Instructions for the task: Return only those lines of the records below in which "powi" appears.

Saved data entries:
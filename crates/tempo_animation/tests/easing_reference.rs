//! Easing curves checked against double-precision reference formulas
//!
//! The references below are written out independently of the library
//! (closed forms, no shared midpoint helper) so a mistake in the shared
//! construction would show up here.

use std::f64::consts::PI;

use tempo_animation::Easing;

const EPSILON: f64 = 1e-5;

fn check(easing: Easing, reference: impl Fn(f64) -> f64) {
    for i in 0..=200 {
        let t = i as f64 / 200.0;
        let actual = f64::from(easing.apply(t as f32));
        let expected = reference(t);
        assert!(
            (actual - expected).abs() < EPSILON,
            "{easing} at {t}: got {actual}, expected {expected}"
        );
    }
}

#[test]
fn power_curves_match_reference() {
    check(Easing::EaseInQuad, |t| t * t);
    check(Easing::EaseOutQuad, |t| t * (2.0 - t));
    check(Easing::EaseInOut, |t| {
        if t < 0.5 {
            2.0 * t * t
        } else {
            -1.0 + (4.0 - 2.0 * t) * t
        }
    });
    check(Easing::EaseInCubic, |t| t * t * t);
    check(Easing::EaseOutCubic, |t| (t - 1.0).powi(3) + 1.0);
    check(Easing::EaseInOutCubic, |t| {
        if t < 0.5 {
            4.0 * t * t * t
        } else {
            1.0 - (-2.0 * t + 2.0).powi(3) / 2.0
        }
    });
    check(Easing::EaseInOutQuart, |t| {
        if t < 0.5 {
            8.0 * t.powi(4)
        } else {
            1.0 - (-2.0 * t + 2.0).powi(4) / 2.0
        }
    });
    check(Easing::EaseInOutQuint, |t| {
        if t < 0.5 {
            16.0 * t.powi(5)
        } else {
            1.0 - (-2.0 * t + 2.0).powi(5) / 2.0
        }
    });
}

#[test]
fn sine_and_circular_match_reference() {
    check(Easing::EaseInSine, |t| 1.0 - (t * PI / 2.0).cos());
    check(Easing::EaseOutSine, |t| (t * PI / 2.0).sin());
    check(Easing::EaseInOutSine, |t| -((PI * t).cos() - 1.0) / 2.0);
    check(Easing::EaseInCirc, |t| 1.0 - (1.0 - t * t).sqrt());
    check(Easing::EaseOutCirc, |t| (1.0 - (t - 1.0).powi(2)).sqrt());
}

#[test]
fn exponential_matches_reference() {
    check(Easing::EaseInExpo, |t| {
        if t == 0.0 {
            0.0
        } else {
            2f64.powf(10.0 * t - 10.0)
        }
    });
    check(Easing::EaseOutExpo, |t| {
        if t == 1.0 {
            1.0
        } else {
            1.0 - 2f64.powf(-10.0 * t)
        }
    });
    check(Easing::EaseInOutExpo, |t| {
        if t == 0.0 {
            0.0
        } else if t == 1.0 {
            1.0
        } else if t < 0.5 {
            2f64.powf(20.0 * t - 10.0) / 2.0
        } else {
            (2.0 - 2f64.powf(-20.0 * t + 10.0)) / 2.0
        }
    });
}

#[test]
fn back_matches_reference() {
    let c1 = 1.70158;
    let c2 = c1 * 1.525;
    let c3 = c1 + 1.0;
    check(Easing::EaseInBack, |t| c3 * t * t * t - c1 * t * t);
    check(Easing::EaseOutBack, |t| {
        1.0 + c3 * (t - 1.0).powi(3) + c1 * (t - 1.0).powi(2)
    });
    check(Easing::EaseInOutBack, |t| {
        if t < 0.5 {
            ((2.0 * t).powi(2) * ((c2 + 1.0) * 2.0 * t - c2)) / 2.0
        } else {
            ((2.0 * t - 2.0).powi(2) * ((c2 + 1.0) * (t * 2.0 - 2.0) + c2) + 2.0) / 2.0
        }
    });
}

fn bounce_out_reference(t: f64) -> f64 {
    let n1 = 7.5625;
    let d1 = 2.75;
    if t < 1.0 / d1 {
        n1 * t * t
    } else if t < 2.0 / d1 {
        let t = t - 1.5 / d1;
        n1 * t * t + 0.75
    } else if t < 2.5 / d1 {
        let t = t - 2.25 / d1;
        n1 * t * t + 0.9375
    } else {
        let t = t - 2.625 / d1;
        n1 * t * t + 0.984375
    }
}

#[test]
fn bounce_matches_reference() {
    check(Easing::EaseOutBounce, bounce_out_reference);
    check(Easing::EaseInBounce, |t| 1.0 - bounce_out_reference(1.0 - t));
    check(Easing::EaseInOutBounce, |t| {
        if t < 0.5 {
            (1.0 - bounce_out_reference(1.0 - 2.0 * t)) / 2.0
        } else {
            (1.0 + bounce_out_reference(2.0 * t - 1.0)) / 2.0
        }
    });
}

#[test]
fn elastic_matches_reference() {
    let c4 = (2.0 * PI) / 3.0;
    let c5 = (2.0 * PI) / 4.5;
    check(Easing::EaseInElastic, |t| {
        if t == 0.0 || t == 1.0 {
            t
        } else {
            -(2f64.powf(10.0 * t - 10.0)) * ((t * 10.0 - 10.75) * c4).sin()
        }
    });
    check(Easing::EaseOutElastic, |t| {
        if t == 0.0 || t == 1.0 {
            t
        } else {
            2f64.powf(-10.0 * t) * ((t * 10.0 - 0.75) * c4).sin() + 1.0
        }
    });
    check(Easing::EaseInOutElastic, |t| {
        if t == 0.0 || t == 1.0 {
            t
        } else if t < 0.5 {
            -(2f64.powf(20.0 * t - 10.0) * ((20.0 * t - 11.125) * c5).sin()) / 2.0
        } else {
            (2f64.powf(-20.0 * t + 10.0) * ((20.0 * t - 11.125) * c5).sin()) / 2.0 + 1.0
        }
    });
}

#[test]
fn midpoint_is_continuous_for_every_family() {
    for easing in Easing::ALL {
        let below = easing.apply(0.5 - 1e-6);
        let above = easing.apply(0.5 + 1e-6);
        assert!((below - above).abs() < 5e-3, "{easing}");
    }
}

#[test]
fn bounce_in_is_time_reversed_bounce_out() {
    for i in 0..=100 {
        let t = i as f32 / 100.0;
        assert_eq!(
            Easing::EaseInBounce.apply(t),
            1.0 - Easing::EaseOutBounce.apply(1.0 - t)
        );
    }
}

Reply to the exercise:
    check(Easing::EaseOutCubic, |t| (t - 1.0).powi(3) + 1.0);
            1.0 - (-2.0 * t + 2.0).powi(3) / 2.0
            8.0 * t.powi(4)
            1.0 - (-2.0 * t + 2.0).powi(4) / 2.0
            16.0 * t.powi(5)
            1.0 - (-2.0 * t + 2.0).powi(5) / 2.0
    check(Easing::EaseOutCirc, |t| (1.0 - (t - 1.0).powi(2)).sqrt());
        1.0 + c3 * (t - 1.0).powi(3) + c1 * (t - 1.0).powi(2)
            ((2.0 * t).powi(2) * ((c2 + 1.0) * 2.0 * t - c2)) / 2.0
            ((2.0 * t - 2.0).powi(2) * ((c2 + 1.0) * (t * 2.0 - 2.0) + c2) + 2.0) / 2.0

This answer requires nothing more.